An even more dramatic result of the in-surgery fitting is ambulation of the patient, often by the second day. This is not mandatory, Dr. Burgess agreed, but may have definite physical and psychological advantages.

In his procedure, the muscles at the termination of the stump are kept under tension. This may assist the patient in maintaining a feeling of limb control, the Seattle surgeon theorizes.

"Phantom" symptoms are considerably reduced, most investigators believe. "With small children, they may not even realize an amputation has taken place," Dr. Burgess said. "You have to be careful they don't run off down the hospital corridor." In early cases, the Seattle team said "that some children did not realize they were walking on a prosthesis until it was changed."

Average hospital stay for the amputees studied by Dr. Burgess was 8 to 12 days. Permanent prostheses were fitted an average of 26 days postoperatively.

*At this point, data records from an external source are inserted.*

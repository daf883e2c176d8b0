use core::fmt::Display;
use core::fmt::Formatter;
use core::fmt::Result as FormatResult;

use serde::Serialize;

use crate::errors::CommandError;
use crate::errors::ReconcileError;
use crate::feature_map::polygon_layer::PolygonEntity;
use crate::geometry::GDALGeometryWrapper as _;
use crate::geometry::Polygon;
use crate::geometry::VariantArealGeometry;
use crate::progress::ProgressObserver;
use crate::typed_map::fields::IdRef;

/// Overlaps and remainders with an area at or below this are treated as if they weren't there.
pub(crate) const NEGLIGIBLE_AREA: f64 = 1e-6;

const BUFFER_QUAD_SEGMENTS: u32 = 30;

#[derive(Clone,Debug)]
pub(crate) struct ReconcileSettings {
    pub(crate) negligible_area: f64
}

impl Default for ReconcileSettings {

    fn default() -> Self {
        Self {
            negligible_area: NEGLIGIBLE_AREA
        }
    }
}

/// Describes an area which was cut out of a new polygon because another polygon already covered it.
#[derive(Clone,Debug,Serialize)]
pub(crate) struct OverlapNote {
    pub(crate) id: IdRef,
    pub(crate) name: String,
    pub(crate) area: f64
}

impl Display for OverlapNote {
    fn fmt(&self, f: &mut Formatter<'_>) -> FormatResult {
        write!(f,"overlaps polygon '{}' (area: {:.6})",self.name,self.area)
    }
}

#[derive(Debug)]
pub(crate) struct Reconciled {
    pub(crate) polygon: Polygon,
    pub(crate) notes: Vec<OverlapNote>
}

#[derive(Clone,Debug,Serialize)]
pub(crate) struct IntersectingPolygon {
    pub(crate) id: IdRef,
    pub(crate) name: String,
    pub(crate) intersection_area: f64
}

#[derive(Clone,Debug,Serialize)]
pub(crate) struct IntersectionReport {
    pub(crate) has_intersection: bool,
    pub(crate) intersecting_count: usize,
    pub(crate) intersecting_polygons: Vec<IntersectingPolygon>
}

fn has_finite_coordinates(polygon: &Polygon) -> bool {
    match polygon.vertices() {
        Ok(vertices) => vertices.iter().all(|vertex| {
            let (x,y) = vertex.to_tuple();
            x.is_finite() && y.is_finite()
        }),
        Err(_) => false
    }
}

// Returns the overlap area and what remains of the working polygon, or None if the overlap is negligible.
fn subtract(working: &Polygon, existing: &PolygonEntity, settings: &ReconcileSettings) -> Result<Option<(f64,Polygon)>,CommandError> {
    if !working.intersects(&existing.geometry) {
        return Ok(None)
    }

    let overlap = working.intersection_area(&existing.geometry)?;
    if overlap <= settings.negligible_area {
        return Ok(None)
    }

    let difference = working.difference(&existing.geometry)?;
    if difference.is_empty() {
        return Err(ReconcileError::FullyCovered(existing.name.clone()).into())
    }

    let remainder = match difference {
        VariantArealGeometry::Polygon(polygon) => polygon,
        multiple => multiple.largest_fragment(settings.negligible_area, |_| true)?.ok_or(ReconcileError::NoValidRemainder)?
    };

    Ok(Some((overlap,remainder)))
}

// A valid polygon is returned untouched. Otherwise a zero-width buffer usually repairs it, though it might split into pieces.
fn clean_up(polygon: Polygon) -> Result<Polygon,CommandError> {
    if polygon.is_valid() {
        return Ok(polygon)
    }

    match polygon.buffer(0.0, BUFFER_QUAD_SEGMENTS).map_err(|_| ReconcileError::CleanupFailed)? {
        VariantArealGeometry::Polygon(buffered) => if buffered.is_valid() && !buffered.is_empty() {
            Ok(buffered)
        } else {
            Err(ReconcileError::CleanupFailed.into())
        },
        multiple => Ok(multiple.largest_fragment(0.0, |fragment| fragment.is_valid())?.ok_or(ReconcileError::CleanupFailed)?)
    }
}

/**
Cuts the areas already covered by existing polygons out of a new polygon.

An invalid input is cleaned up first. The existing polygons are then processed one at a time, in the order given. Each overlap larger than the negligible area is removed
from the working polygon. If that splits it, only the largest piece is kept. The insert is rejected if an existing polygon covers
everything that is left.
*/
pub(crate) fn reconcile_polygon<'existing, Existing: IntoIterator<Item = &'existing PolygonEntity>, Progress: ProgressObserver>(geometry: Polygon, existing: Existing, settings: &ReconcileSettings, progress: &mut Progress) -> Result<Reconciled,CommandError> {

    if geometry.is_empty() || !has_finite_coordinates(&geometry) {
        return Err(ReconcileError::InvalidGeometry.into())
    }

    // a self-intersecting input can make the engine fail to compare it, so it is healed before anything else.
    let mut working = clean_up(geometry)?;
    let mut notes = Vec::new();

    progress.start_unknown_endpoint(|| "Checking for overlapping polygons.");

    for existing in existing {
        match subtract(&working, existing, settings) {
            Ok(None) => (),
            Ok(Some((area,remainder))) => {
                let note = OverlapNote {
                    id: existing.fid.clone(),
                    name: existing.name.clone(),
                    area
                };
                progress.warning(|| format!("New polygon {}.",note));
                notes.push(note);
                working = remainder;
            },
            Err(CommandError::GeometryOperationFailed(operation)) => {
                // the engine couldn't compare these two, so leave this one out rather than failing the whole insert.
                progress.warning(|| format!("Could not calculate the {} with polygon {}, it was skipped.",operation,existing.fid))
            },
            Err(err) => return Err(err)
        }
    }

    progress.finish(|| "Overlaps checked.");

    if working.area() < settings.negligible_area {
        return Err(ReconcileError::NegligibleRemainder.into())
    }

    Ok(Reconciled {
        polygon: clean_up(working)?,
        notes
    })

}

/// Reports which existing polygons overlap the candidate by more than the negligible area. Nothing is changed.
pub(crate) fn check_intersection<'existing, Existing: IntoIterator<Item = &'existing PolygonEntity>, Progress: ProgressObserver>(geometry: &Polygon, existing: Existing, settings: &ReconcileSettings, progress: &mut Progress) -> IntersectionReport {

    let mut intersecting_polygons = Vec::new();

    for existing in existing {
        if !geometry.intersects(&existing.geometry) {
            continue;
        }
        match geometry.intersection_area(&existing.geometry) {
            Ok(area) if area > settings.negligible_area => intersecting_polygons.push(IntersectingPolygon {
                id: existing.fid.clone(),
                name: existing.name.clone(),
                intersection_area: area
            }),
            Ok(_) => (),
            Err(err) => progress.warning(|| format!("Polygon {} was skipped: {}",existing.fid,err))
        }
    }

    IntersectionReport {
        has_intersection: !intersecting_polygons.is_empty(),
        intersecting_count: intersecting_polygons.len(),
        intersecting_polygons
    }
}

#[cfg(test)]
mod test {

    use super::check_intersection;
    use super::clean_up;
    use super::reconcile_polygon;
    use super::ReconcileSettings;
    use crate::errors::CommandError;
    use crate::errors::ReconcileError;
    use crate::feature_map::fields::Rank;
    use crate::feature_map::polygon_layer::PolygonEntity;
    use crate::geometry::GDALGeometryWrapper as _;
    use crate::geometry::Polygon;
    use crate::typed_map::fields::IdRef;

    fn polygon(wkt: &str) -> Polygon {
        Polygon::from_wkt(wkt).unwrap()
    }

    fn entity(id: u64, name: &str, wkt: &str) -> PolygonEntity {
        PolygonEntity {
            fid: IdRef::new(id),
            name: name.to_owned(),
            wkt: wkt.to_owned(),
            rank: Some(Rank::A),
            geometry: polygon(wkt)
        }
    }

    const UNIT_SQUARE: &str = "POLYGON((0 0,0 1,1 1,1 0,0 0))";

    #[test]
    fn test_no_overlap_keeps_polygon() {
        let existing = vec![entity(1,"Far",UNIT_SQUARE)];
        let candidate = polygon("POLYGON((5 5,5 6,6 6,6 5,5 5))");
        let result = reconcile_polygon(candidate.clone(), &existing, &ReconcileSettings::default(), &mut ()).unwrap();
        assert!(result.notes.is_empty());
        assert!(result.polygon.equals_exact(&candidate).unwrap());
    }

    #[test]
    fn test_partial_overlap_is_cut_out() {
        let existing = vec![entity(1,"P1",UNIT_SQUARE)];
        let candidate = polygon("POLYGON((0.5 0.5,0.5 1.5,1.5 1.5,1.5 0.5,0.5 0.5))");
        let result = reconcile_polygon(candidate, &existing, &ReconcileSettings::default(), &mut ()).unwrap();
        assert_eq!(result.notes.len(),1);
        assert_eq!(result.notes[0].name,"P1");
        assert!((result.notes[0].area - 0.25).abs() < 1e-9);
        assert!((result.polygon.area() - 0.75).abs() < 1e-9);
        assert!(result.polygon.intersection_area(&polygon(UNIT_SQUARE)).unwrap() < 1e-9);
    }

    #[test]
    fn test_identical_polygon_is_covered() {
        let existing = vec![entity(1,"P1",UNIT_SQUARE)];
        let result = reconcile_polygon(polygon(UNIT_SQUARE), &existing, &ReconcileSettings::default(), &mut ());
        assert!(matches!(result,Err(CommandError::Reconcile(ReconcileError::FullyCovered(name))) if name == "P1"));
    }

    #[test]
    fn test_touching_polygons_are_not_overlaps() {
        let existing = vec![entity(1,"Neighbor",UNIT_SQUARE)];
        let candidate = polygon("POLYGON((1 0,1 1,2 1,2 0,1 0))");
        let result = reconcile_polygon(candidate, &existing, &ReconcileSettings::default(), &mut ()).unwrap();
        assert!(result.notes.is_empty());
        assert!((result.polygon.area() - 1.0).abs() < 1e-9);
    }

    #[test]
    fn test_split_keeps_largest_piece() {
        // a bar across the middle of the candidate leaves a thin piece below and a thick piece above
        let existing = vec![entity(1,"Bar","POLYGON((-1 1,-1 2,5 2,5 1,-1 1))")];
        let candidate = polygon("POLYGON((0 0,0 5,4 5,4 0,0 0))");
        let result = reconcile_polygon(candidate, &existing, &ReconcileSettings::default(), &mut ()).unwrap();
        assert_eq!(result.notes.len(),1);
        assert!((result.polygon.area() - 12.0).abs() < 1e-9);
    }

    #[test]
    fn test_sequential_overlaps_are_all_noted() {
        let existing = vec![
            entity(1,"Left","POLYGON((-1 0,-1 4,1 4,1 0,-1 0))"),
            entity(2,"Right","POLYGON((3 0,3 4,5 4,5 0,3 0))")
        ];
        let candidate = polygon("POLYGON((0 0,0 4,4 4,4 0,0 0))");
        let result = reconcile_polygon(candidate, &existing, &ReconcileSettings::default(), &mut ()).unwrap();
        let names: Vec<_> = result.notes.iter().map(|note| note.name.as_str()).collect();
        assert_eq!(names,vec!["Left","Right"]);
        assert!((result.polygon.area() - 8.0).abs() < 1e-9);
    }

    #[test]
    fn test_threshold_is_configurable() {
        let existing = vec![entity(1,"P1",UNIT_SQUARE)];
        let candidate = polygon("POLYGON((0.5 0.5,0.5 1.5,1.5 1.5,1.5 0.5,0.5 0.5))");
        let settings = ReconcileSettings {
            negligible_area: 0.5
        };
        let result = reconcile_polygon(candidate, &existing, &settings, &mut ()).unwrap();
        assert!(result.notes.is_empty());
        assert!((result.polygon.area() - 1.0).abs() < 1e-9);

        let tiny = polygon("POLYGON((10 10,10 10.1,10.1 10.1,10.1 10,10 10))");
        assert!(matches!(reconcile_polygon(tiny, &existing, &settings, &mut ()),Err(CommandError::Reconcile(ReconcileError::NegligibleRemainder))));
    }

    #[test]
    fn test_empty_input_is_rejected() {
        let existing: Vec<PolygonEntity> = Vec::new();
        let result = reconcile_polygon(polygon("POLYGON EMPTY"), &existing, &ReconcileSettings::default(), &mut ());
        assert!(matches!(result,Err(CommandError::Reconcile(ReconcileError::InvalidGeometry))));
    }

    #[test]
    fn test_non_finite_input_is_rejected() {
        let existing = vec![entity(1,"P1",UNIT_SQUARE)];
        let not_a_number = Polygon::from_vertices([(5.0,5.0),(5.0,f64::NAN),(6.0,6.0),(6.0,5.0),(5.0,5.0)]).unwrap();
        let result = reconcile_polygon(not_a_number, &existing, &ReconcileSettings::default(), &mut ());
        assert!(matches!(result,Err(CommandError::Reconcile(ReconcileError::InvalidGeometry))));

        let infinite = Polygon::from_vertices([(5.0,5.0),(5.0,f64::INFINITY),(6.0,6.0),(6.0,5.0),(5.0,5.0)]).unwrap();
        let result = reconcile_polygon(infinite, &existing, &ReconcileSettings::default(), &mut ());
        assert!(matches!(result,Err(CommandError::Reconcile(ReconcileError::InvalidGeometry))));
    }

    #[test]
    fn test_only_slivers_left() {
        // the strip leaves two slivers 1e-7 wide on either side, both below the negligible area
        let existing = vec![entity(1,"Strip","POLYGON((1e-7 -1,1e-7 2,0.9999999 2,0.9999999 -1,1e-7 -1))")];
        let result = reconcile_polygon(polygon(UNIT_SQUARE), &existing, &ReconcileSettings::default(), &mut ());
        assert!(matches!(result,Err(CommandError::Reconcile(ReconcileError::NoValidRemainder))));
    }

    #[test]
    fn test_self_intersecting_input_is_healed_first() {
        let bow_tie = polygon("POLYGON((0 0,2 2,2 0,0 2,0 0))");
        let strip = "POLYGON((0.5 -1,0.5 3,1.5 3,1.5 -1,0.5 -1))";
        let existing = vec![entity(1,"Strip",strip)];
        let result = reconcile_polygon(bow_tie, &existing, &ReconcileSettings::default(), &mut ()).unwrap();
        assert_eq!(result.notes.len(),1);
        assert!(result.polygon.is_valid());
        // either lobe of the bow tie is a triangle of area 1, and the strip takes 0.25 of it
        assert!((result.polygon.area() - 0.75).abs() < 1e-9);
        assert!(result.polygon.intersection_area(&polygon(strip)).unwrap() < 1e-9);
    }

    #[test]
    fn test_clean_up_keeps_valid_polygon() {
        let valid = polygon("POLYGON((0 0,0 3,2 5,4 3,4 0,0 0))");
        let cleaned = clean_up(valid.clone()).unwrap();
        assert!(cleaned.equals_exact(&valid).unwrap());
    }

    #[test]
    fn test_clean_up_repairs_bow_tie() {
        let bow_tie = polygon("POLYGON((0 0,2 2,2 0,0 2,0 0))");
        assert!(!bow_tie.is_valid());
        let cleaned = clean_up(bow_tie).unwrap();
        assert!(cleaned.is_valid());
        assert!(cleaned.area() > 0.0);
    }

    #[test]
    fn test_clean_up_of_collapsed_polygon_fails() {
        // every vertex is on one line, so there is no area for the buffer to keep
        let collapsed = polygon("POLYGON((0 0,1 1,2 2,0 0))");
        assert!(!collapsed.is_valid());
        assert!(matches!(clean_up(collapsed),Err(CommandError::Reconcile(ReconcileError::CleanupFailed))));

        let existing: Vec<PolygonEntity> = Vec::new();
        let result = reconcile_polygon(polygon("POLYGON((0 0,1 1,2 2,0 0))"), &existing, &ReconcileSettings::default(), &mut ());
        assert!(matches!(result,Err(CommandError::Reconcile(ReconcileError::CleanupFailed))));
    }

    #[test]
    fn test_check_intersection_report() {
        let existing = vec![
            entity(1,"P1",UNIT_SQUARE),
            entity(2,"Neighbor","POLYGON((1 0,1 1,2 1,2 0,1 0))"),
            entity(3,"Far","POLYGON((5 5,5 6,6 6,6 5,5 5))")
        ];
        let candidate = polygon("POLYGON((0.5 0.5,0.5 1.5,1.5 1.5,1.5 0.5,0.5 0.5))");
        let report = check_intersection(&candidate, &existing, &ReconcileSettings::default(), &mut ());
        assert!(report.has_intersection);
        assert_eq!(report.intersecting_count,2);
        assert_eq!(report.intersecting_polygons[0].id,IdRef::new(1));
        assert!((report.intersecting_polygons[1].intersection_area - 0.25).abs() < 1e-9);

        let report = check_intersection(&polygon("POLYGON((8 8,8 9,9 9,9 8,8 8))"), &existing, &ReconcileSettings::default(), &mut ());
        assert!(!report.has_intersection);
        assert_eq!(report.intersecting_count,0);
    }
}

All surgeons currently doing the procedure stress that it is far from standardized. "It's critical that everything be done right," Dr. Burgess stressed. "If not, complications of a tragic sort can develop." Chafing and minor wound breakdowns were seen among his own first 16 cases, but have been eliminated with experience, he added.

"This is a technique which requires an experienced, team approach not normally available in small communities," commented William R. Murray, M. D,, of the University of California at San Francisco. His group, which did some of the earliest procedures, now uses the cast purely as a wound-healing device with the patient assisting with passive pressure, not early ambulation.

"At this point this must still be regarded as an experimental procedure," Dr. Sarmiento said. His colleagues agreed. The highly experienced surgeon-prosthetist team which conducts such operations on an almost daily basis still may encounter failures, they noted.

The procedure seems specifically contraindicated where, for some reason, the amputation site cannot be closed or there is a question of primary wound healing and if a subsequent, higher amputation may be needed.

Typical of nationwide efforts to discover more about the procedure and its possible complications is a three-year, $127,000 study just begun at the New York University Medical Center. Allen S. Russek, M. D., of the center's Institute of Physical Medicine and Rehabilitation, heads a team examining new surgical techniques, prostheses designs, and other variables.

Other groups reported actively engaged in immediate postoperative fitting include: The U. S. Navy Prosthetic Center, Oakland, California; Duke and Marquette universities.